Ici, nous essaierons d’être vraiment violents. Au cœur des sentiments, là où ça fait peur, là où la vie devient excitante.

Peut-être les spectateurs feraient la différence et viendraient voir quelque chose de vraiment dur, vraiment un peu terrible.

Il n’y a pas de cruauté chez Ingmar Bergman, pas plus qu’il n’y a d’emphase dans les westerns d’Anthony Mann. Tous deux font des films droits, ils n’ont pas peur de la nudité. La peur de la nudité, le sentiment de l’abandon n’empêchent pas le roman. C’est leur dureté à chacun qui étrangement « enchante » leurs fictions… Chez I. Bergman, comme dans un rêve ; chez A. Mann, comme sur les planches d’un théâtre.

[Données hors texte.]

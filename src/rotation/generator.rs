//! Per-subscription certificate generator: remembers a subscription's
//! subject, key pair, subscriber callback and most recently issued leaf,
//! and knows how to produce a fresh one.

use std::sync::atomic::{AtomicBool, Ordering};
use std::sync::{Arc, Mutex};
use std::time::{Duration as StdDuration, Instant};

use time::OffsetDateTime;

use crate::ca::issuer::CertificateIssuer;
use crate::ca::CaStore;
use crate::error::Result;
use crate::metrics::{Counter, MetricsSink, NoopMetricsSink};
use crate::ports::x509::{Certificate, PrivateKey};
use crate::types::{certificate_id, DistinguishedName, Role};

/// Debounce window for duplicate rotation triggers against the same CA
/// fingerprint, per the open decision recorded for config-transition
/// double-firing.
const DEBOUNCE_WINDOW: StdDuration = StdDuration::from_millis(250);

/// Why a generation was triggered, carried through to log output.
#[derive(Debug, Clone, Copy, PartialEq, Eq)]
pub enum RotationReason {
    /// The previous leaf is within its rotation lead time of expiry.
    Expiring,
    /// The active CA was swapped.
    CaChanged,
    /// The cloud-reported connectivity address set changed.
    ConnectivityChanged,
}

impl RotationReason {
    /// Short tag used in log messages (`"expiring"`, `"ca changed"`,
    /// `"connectivity changed"`).
    pub fn as_str(self) -> &'static str {
        match self {
            RotationReason::Expiring => "expiring",
            RotationReason::CaChanged => "ca changed",
            RotationReason::ConnectivityChanged => "connectivity changed",
        }
    }
}

/// A static description of a subscriber's certificate interest: subject,
/// role, the device-local key pair, and the callback to invoke on a new
/// issuance.
pub struct CertificateSubscription {
    /// Opaque id, a fingerprint of `subject` and `role`.
    pub id: String,
    /// Client, server, or both.
    pub role: Role,
    /// Leaf subject name.
    pub subject: DistinguishedName,
    /// The subscription's own (device-local) key pair. Certificate
    /// reissuance never changes this; only the signed leaf changes.
    pub key_pair: PrivateKey,
    /// Invoked with each freshly issued leaf.
    pub subscriber: Arc<dyn CertificateSubscriber>,
}

impl CertificateSubscription {
    /// Compute the opaque subscription id for a `(subject, role)` pair.
    pub fn compute_id(subject: &DistinguishedName, role: Role) -> String {
        let seed = format!("{}|{:?}", subject.to_display_string(), role);
        certificate_id(&seed)
    }
}

/// Receives certificate update events for a subscription.
pub trait CertificateSubscriber: Send + Sync {
    /// Called with each freshly issued leaf. Never called on an issuance
    /// failure.
    fn on_certificate_update(&self, event: &CertificateUpdateEvent);
}

/// Delivered to a subscriber on each successful issuance.
#[derive(Clone)]
pub struct CertificateUpdateEvent {
    /// The subscription's own key pair (unchanged across reissuances).
    pub key_pair: PrivateKey,
    /// The freshly issued leaf.
    pub leaf: Certificate,
    /// The CA chain as it was at the moment of issuance.
    pub ca_chain_at_issue: Vec<Certificate>,
}

struct IssuedState {
    not_before: OffsetDateTime,
    not_after: OffsetDateTime,
}

/// Stateful per-subscription generator. Exclusively owns the
/// subscription's key pair and its record of the most recently issued
/// leaf's validity window.
pub struct CertificateGenerator {
    subscription: CertificateSubscription,
    issuer: Arc<CertificateIssuer>,
    ca_store: Arc<CaStore>,
    validity: StdDuration,
    disable_rotation: bool,
    last_issued: Mutex<Option<IssuedState>>,
    issued_once: AtomicBool,
    last_debounce: Mutex<Option<(String, Instant)>>,
    metrics: Arc<dyn MetricsSink>,
}

impl CertificateGenerator {
    /// Construct a generator for `subscription`, issuing leaves valid for
    /// `validity` and signed through `issuer` against `ca_store`'s active
    /// CA. When `disable_rotation` is true, only the first `generate`
    /// call actually issues; later calls are no-ops. Reports to a no-op
    /// metrics sink; use `with_metrics` to wire in a real one.
    pub fn new(
        subscription: CertificateSubscription,
        issuer: Arc<CertificateIssuer>,
        ca_store: Arc<CaStore>,
        validity: StdDuration,
        disable_rotation: bool,
    ) -> Self {
        Self::with_metrics(subscription, issuer, ca_store, validity, disable_rotation, Arc::new(NoopMetricsSink))
    }

    /// Same as `new`, reporting issuance outcomes to `metrics`.
    pub fn with_metrics(
        subscription: CertificateSubscription,
        issuer: Arc<CertificateIssuer>,
        ca_store: Arc<CaStore>,
        validity: StdDuration,
        disable_rotation: bool,
        metrics: Arc<dyn MetricsSink>,
    ) -> Self {
        Self {
            subscription,
            issuer,
            ca_store,
            validity,
            disable_rotation,
            last_issued: Mutex::new(None),
            issued_once: AtomicBool::new(false),
            last_debounce: Mutex::new(None),
            metrics,
        }
    }

    /// The subscription id.
    pub fn id(&self) -> &str {
        &self.subscription.id
    }

    /// Whether this generator belongs to the connectivity-change monitor
    /// set (server and client-and-server roles).
    pub fn watches_connectivity(&self) -> bool {
        self.subscription.role.watches_connectivity()
    }

    /// Whether the most recently issued leaf is within its rotation lead
    /// time (half its validity) of `not_after`, or no leaf has been
    /// issued yet.
    pub fn should_rotate(&self, now: OffsetDateTime) -> bool {
        match self.last_issued.lock().unwrap().as_ref() {
            None => true,
            Some(state) => {
                let lead = (state.not_after - state.not_before) / 2;
                now >= state.not_after - lead
            }
        }
    }

    /// Issue a fresh leaf and notify the subscriber, unless
    /// `disable_rotation` has already fired once, or this call is a
    /// debounced duplicate of a very recent call against the same CA
    /// fingerprint. Issuance failures are returned to the caller and the
    /// subscriber is not invoked.
    pub fn generate(&self, reason: RotationReason, address_supplier: &dyn Fn() -> Vec<String>) -> Result<()> {
        if self.disable_rotation && self.issued_once.load(Ordering::SeqCst) {
            return Ok(());
        }

        let ca = self.ca_store.active();
        let ca_fingerprint = certificate_id(&ca.leaf().pem);
        {
            let mut debounce = self.last_debounce.lock().unwrap();
            if let Some((last_fp, last_at)) = debounce.as_ref() {
                if *last_fp == ca_fingerprint && last_at.elapsed() < DEBOUNCE_WINDOW {
                    tracing::debug!(
                        subscription_id = self.id(),
                        reason = reason.as_str(),
                        "debounced duplicate rotation trigger"
                    );
                    return Ok(());
                }
            }
            *debounce = Some((ca_fingerprint, Instant::now()));
        }

        let leaf = if self.subscription.role.is_server() {
            let hosts = address_supplier();
            self.issuer.issue_server(&ca, &self.subscription.subject, &self.subscription.key_pair, self.validity, &hosts)
        } else {
            self.issuer.issue_client(&ca, &self.subscription.subject, &self.subscription.key_pair, self.validity)
        };
        let leaf = match leaf {
            Ok(leaf) => leaf,
            Err(error) => {
                self.metrics.increment(Counter::CertificateGenerationFailed);
                return Err(error);
            }
        };
        self.metrics.increment(Counter::CertificateIssued);

        *self.last_issued.lock().unwrap() =
            Some(IssuedState { not_before: leaf.not_before, not_after: leaf.not_after });
        self.issued_once.store(true, Ordering::SeqCst);

        let event = CertificateUpdateEvent {
            key_pair: self.subscription.key_pair.clone(),
            leaf,
            ca_chain_at_issue: ca.chain.clone(),
        };
        self.subscription.subscriber.on_certificate_update(&event);
        tracing::info!(subscription_id = self.id(), reason = reason.as_str(), "issued certificate");
        Ok(())
    }
}

#[cfg(test)]
mod tests {
    use super::*;
    use crate::adapters::in_memory_store::InMemoryRuntimeStore;
    use crate::adapters::rcgen_x509::RcgenX509Adapter;
    use crate::events::DomainEventBus;
    use crate::ports::key_provider::SchemeRouter;
    use crate::types::KeyAlgorithm;
    use std::sync::atomic::AtomicUsize;

    struct CountingSubscriber(AtomicUsize);

    impl CertificateSubscriber for CountingSubscriber {
        fn on_certificate_update(&self, _event: &CertificateUpdateEvent) {
            self.0.fetch_add(1, Ordering::SeqCst);
        }
    }

    fn test_generator(disable_rotation: bool) -> (Arc<CertificateGenerator>, Arc<CountingSubscriber>) {
        let bus = Arc::new(DomainEventBus::new());
        let x509 = Arc::new(RcgenX509Adapter::new());
        let store: Arc<dyn crate::ports::runtime_store::RuntimeStore> = Arc::new(InMemoryRuntimeStore::new());
        let key_provider: Arc<dyn crate::ports::key_provider::KeyProvider> = Arc::new(SchemeRouter::new());
        let ca_store = Arc::new(CaStore::new(x509.clone(), store, key_provider, bus));

        let rt = tokio::runtime::Runtime::new().unwrap();
        rt.block_on(ca_store.load_or_create_managed("test-passphrase-0123456789", KeyAlgorithm::EcdsaP256))
            .unwrap();

        let issuer = Arc::new(CertificateIssuer::new(x509.clone()));
        let subscriber = Arc::new(CountingSubscriber(AtomicUsize::new(0)));
        let subject = DistinguishedName::with_common_name("client-device-1");
        let key_pair = x509.generate_key_pair(KeyAlgorithm::Rsa4096).unwrap();
        let subscription = CertificateSubscription {
            id: CertificateSubscription::compute_id(&subject, Role::Client),
            role: Role::Client,
            subject,
            key_pair,
            subscriber: subscriber.clone(),
        };
        let generator = Arc::new(CertificateGenerator::new(
            subscription,
            issuer,
            ca_store,
            StdDuration::from_secs(7 * 24 * 3600),
            disable_rotation,
        ));
        (generator, subscriber)
    }

    #[test]
    fn first_generate_always_issues_even_with_rotation_disabled() {
        let (generator, subscriber) = test_generator(true);
        generator.generate(RotationReason::CaChanged, &|| Vec::<String>::new()).unwrap();
        assert_eq!(subscriber.0.load(Ordering::SeqCst), 1);
    }

    #[test]
    fn disabled_rotation_is_a_no_op_after_first_issuance() {
        let (generator, subscriber) = test_generator(true);
        generator.generate(RotationReason::CaChanged, &|| Vec::<String>::new()).unwrap();
        generator.generate(RotationReason::Expiring, &|| Vec::<String>::new()).unwrap();
        generator.generate(RotationReason::ConnectivityChanged, &|| Vec::<String>::new()).unwrap();
        assert_eq!(subscriber.0.load(Ordering::SeqCst), 1);
    }

    #[test]
    fn should_rotate_is_true_before_any_issuance() {
        let (generator, _subscriber) = test_generator(false);
        assert!(generator.should_rotate(OffsetDateTime::now_utc()));
    }
}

Discussion avec N.L. Sommes en rage tous les deux contre tous ceux qui voient plus de sacré dans la souffrance que dans la joie idiote ou l’ennui. Que nous souffrions, la belle affaire ! et il nous faudrait le taire ? N’est-ce pas avec le sérieux le plus absolu que nous éclatons de rire ? La fierté ne contient pas plus de vérités que la honte ; je les éprouve toutes deux. Toutes choses sont égales. Tout est également sacré et trivial, bien entendu.

Lecture pour le travail : Ibsen à nouveau, O’Neil, Strindberg (Orage, La Maison brûlée, Créanciers…), Thomas Hardy (Le Bras flétri), Hawthorne (les nouvelles fantastiques)… Relire Hoffmann ? »

(Rois & Reine, un scénario de Arnaud Desplechin et Roger Bohbot, Denoël, 2005, p.16)

***

87. Ailleurs – Jour
Le père, dans une lettre testamentaire, « accuse » Nora. C’est bien sûr une déclaration d’amour fou.
Louis semble terriblement seul, sur un fond gris et or : le roi Lear…

LOUIS JENSSENS : Ma petite chérie,

Tu as été d’un égoïsme monstrueux… Je pense que c’est un peu ma faute si tu es devenue ce que tu es.
     Je voudrais ne pas t’aimer, mais des deux filles que nous avons eues, ta mère et moi, tu étais la plus jolie. Et tu avais besoin de me séduire, et j’ai eu besoin d’être séduit. J’étais très seul, ta mère était souvent à l’hôpital, et ça t’a rendu la partie facile. Je t’ai aimée follement toutes ces années. Ta sœur s’est renfermée et toi, tu t’es épanouie. Chaque année plus agressive, plus vaniteuse, âcre, froide, superficielle…
     Et je n’ai pas su m’empêcher de te chérir. J’ai une colère contre toi que je n’arrive pas à éteindre alors que mon corps est en lambeaux. Je brûle de colère devant ta rébellion mauvaise.
Je suis coupable parce que c’est moi qui ai poussé ma petite fille à être fière. Et tu es devenue chaque jour un peu plus dure. Comme du lait caillé, ta fierté a tourné en vanité aigre. Ton orgueil est devenu une coquetterie stupide et agressive. Et j’avais tellement aimé ton orgueil…
Aujourd’hui je ne suis plus assez idiot pour te plaindre. Je ne te plains pas.
Tu es une outre d’amertume, mon enfant, comme moi. Tu es bien ma fille. Derrière ton rire sec, crois-tu que je n’entends pas comment tu jouis ? Tu jouis parce que l’orgueil rend faible mais que ton amertume te donne une force terrible…
Je me suis inquiété souvent de la sauvagerie de ta sœur ; toi, tu étais toute soumise. Jusqu’à ce que je découvre, derrière ta soumission, une volonté et une envie qui me plongent dans la terreur. Je te crains. Je te hais, ma petite fille.
Je suis en train de mourir. Et je trouve ça tellement injuste que je meure et que toi, tu vives.           J’aurais voulu que tu aies mon cancer. Que tu souffres. Et qu’il me reste du temps pour te pardonner après ta mort. Alors je meurs dans la colère. Et je t’en veux de me survivre. Je voudrais que tu meures à ma place, et ce n’est pas possible… 

Il finit dans un sourire…

(28 mars 2015)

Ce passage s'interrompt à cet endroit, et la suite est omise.